La réunion secrète du cabinet de guerre du président russe Vladimir Poutine à Moscou, après avoir attaqué l’Ukraine avec un missile balistique à longue portée impossible à défendre depuis la terre ferme, a fait craindre que « la guerre ne s’étende bientôt à l’Europe », ce qui est le scénario le plus redouté en Russie. le monde. Les pays européens, en particulier l’Allemagne, respectent l’exigence selon laquelle « 10 % du budget doit être alloué à la défense », imposée par Donald Trump aux membres de l’OTAN lors de son premier mandat de président, et accélèrent également la production industrielle militaire. Le continent européen s’est rapidement lancé dans une course aux armements contre la possibilité que la Russie transporte le conflit en Ukraine sur le continent, dans la lignée de la « possibilité d’une guerre sans les États-Unis ».
LIGNE PARIS-LONDRES
Selon les informations obtenues par le journal français Le Monde La France et l’Angleterre ont inclus dans leurs « stratégies officielles » la possibilité d’envoyer des troupes en Ukraine et de s’impliquer dans la guerre. Il a été déclaré qu’une telle décision avait été prise après que Donald Trump, qui était censé se ranger du côté de la Russie et persuader Kiev d’accepter les conditions de paix, ait entamé son deuxième mandat présidentiel aux États-Unis, et il a également été partagé que l’option d’envoyer des troupes avait commencé. être sérieusement et secrètement planifié. Des sources militaires françaises affirment également que les deux pays « recherchent des alliés forts » qui soutiendraient la décision d’intervenir.
GUERRE SANS LES ÉTATS-UNIS
L’amiral Rob Bauer, président du Comité militaire de l’OTAN, a déclaré dans sa déclaration la semaine dernière : « L’industrie militaire européenne doit porter sa production à la capacité de guerre contre les menaces russes et chinoises, et les pays européens doivent être prêts à toutes les éventualités. » Les déclarations de l’amiral néerlandais ont également attiré l’attention car elles constituaient le premier appel de l’OTAN à l’Europe pour qu’elle se prépare à la guerre dans un scénario où les États-Unis ne seraient pas présents. D’un autre côté unsSelon des informations obtenues de sources publiques, les entreprises européennes de défense ont doublé leur production au cours des deux dernières années. Rien que l’année dernière, l’industrie européenne de défense sur l’ensemble du continent a connu une croissance de 17 pour cent et a atteint un chiffre d’affaires de 160 milliards d’euros. Le taux d’emploi dans le secteur a augmenté de 9 pour cent et a atteint 1 million 27 mille personnes. L’année dernière, les exportations de 3 000 entreprises de défense dans 17 pays européens ont augmenté de 12,6 pour cent et ont atteint un volume de 57,4 milliards de dollars.
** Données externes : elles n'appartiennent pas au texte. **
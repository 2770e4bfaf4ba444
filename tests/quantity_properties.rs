use kube_requests::{Quantity, ResourceMap};
use proptest::prelude::*;

const SUFFIXES: [&str; 17] = [
    "", "n", "u", "m", "k", "M", "G", "T", "Ki", "Mi", "Gi", "Ti", "e3", "e-3", "E6", "e0", "P",
];

fn quantity_text() -> impl Strategy<Value = String> {
    (0u32..1_000_000, 0usize..SUFFIXES.len(), prop::option::of(0u32..1000))
        .prop_map(|(whole, suffix, fraction)| match fraction {
            Some(fraction) => format!("{whole}.{fraction}{}", SUFFIXES[suffix]),
            None => format!("{whole}{}", SUFFIXES[suffix]),
        })
}

fn resource_map() -> impl Strategy<Value = ResourceMap> {
    prop::collection::vec(
        (prop::sample::select(vec!["cpu", "memory", "nvidia.com/gpu"]), quantity_text()),
        0..4,
    )
    .prop_map(|entries| {
        entries
            .into_iter()
            .map(|(name, text)| (name.to_string(), Quantity::parse(&text).unwrap()))
            .collect()
    })
}

proptest! {
    #[test]
    fn canonical_text_round_trips(text in quantity_text()) {
        let quantity = Quantity::parse(&text).unwrap();
        let reparsed = Quantity::parse(&quantity.to_string()).unwrap();
        prop_assert_eq!(&reparsed, &quantity);
        prop_assert_eq!(reparsed.to_string(), quantity.to_string());
    }

    #[test]
    fn multiply_matches_repeated_addition(text in quantity_text(), factor in 0u64..20) {
        let quantity = Quantity::parse(&text).unwrap();
        let mut repeated = Quantity::zero();
        for _ in 0..factor {
            repeated = repeated.checked_add(&quantity).unwrap();
        }
        prop_assert_eq!(quantity.multiply_by_factor(factor).unwrap(), repeated);
    }

    #[test]
    fn addition_is_commutative(a in quantity_text(), b in quantity_text()) {
        let a = Quantity::parse(&a).unwrap();
        let b = Quantity::parse(&b).unwrap();
        prop_assert_eq!(a.checked_add(&b).unwrap(), b.checked_add(&a).unwrap());
    }

    #[test]
    fn map_sum_is_associative_and_commutative(
        a in resource_map(),
        b in resource_map(),
        c in resource_map(),
    ) {
        let left = ResourceMap::sum([&ResourceMap::sum([&a, &b]).unwrap(), &c]).unwrap();
        let right = ResourceMap::sum([&a, &ResourceMap::sum([&b, &c]).unwrap()]).unwrap();
        let flat = ResourceMap::sum([&c, &b, &a]).unwrap();
        prop_assert_eq!(&left, &right);
        prop_assert_eq!(&left, &flat);
    }

    #[test]
    fn scaled_value_rounds_up(text in quantity_text()) {
        let quantity = Quantity::parse(&text).unwrap();
        let milli = quantity.milli_value();
        let milli_text = format!("{milli}m");
        prop_assert!(Quantity::parse(&milli_text).unwrap() >= quantity);
    }
}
L’Allemagne prend les devants
Le journal bruxellois Le Parlement, connu pour sa proximité avec l’UE, révèle que l’Europe est encore indécise quant à son implication dans la guerre en Ukraine. Une réunion spéciale sur la guerre en Ukraine s’est tenue récemment au Parlement européen. Les pays membres estiment que l’Allemagne devrait présenter son propre plan de paix à la Russie et à l’Ukraine au nom de l’Europe, indépendamment des États-Unis. Selon des informations en coulisses, le chancelier allemand Olaf Scholz aurait innové en s’entretenant au téléphone avec le président russe Vladimir Poutine. L’UE était divisée sur la question après que Poutine ait affirmé lors de la réunion que les terres ukrainiennes occupées par la Russie resteraient à Moscou.
DIVISÉ OUEST ET EST
Tandis que les parlementaires des pays slovaques et baltes défendent l’idée selon laquelle « l’Europe devrait s’impliquer dans la guerre » la plupart des membres ont déclaré : « Nous avons une responsabilité envers nos électeurs. Nous ne pouvons ignorer leur point de vue sur nos solutions de paix. «Nous ne pouvons pas prendre de décisions radicales», disent-ils. On prétend qu’au cours de la session extraordinaire, les parlementaires hongrois ont déclaré : «Poutine n’a pas à s’occuper de nos électeurs».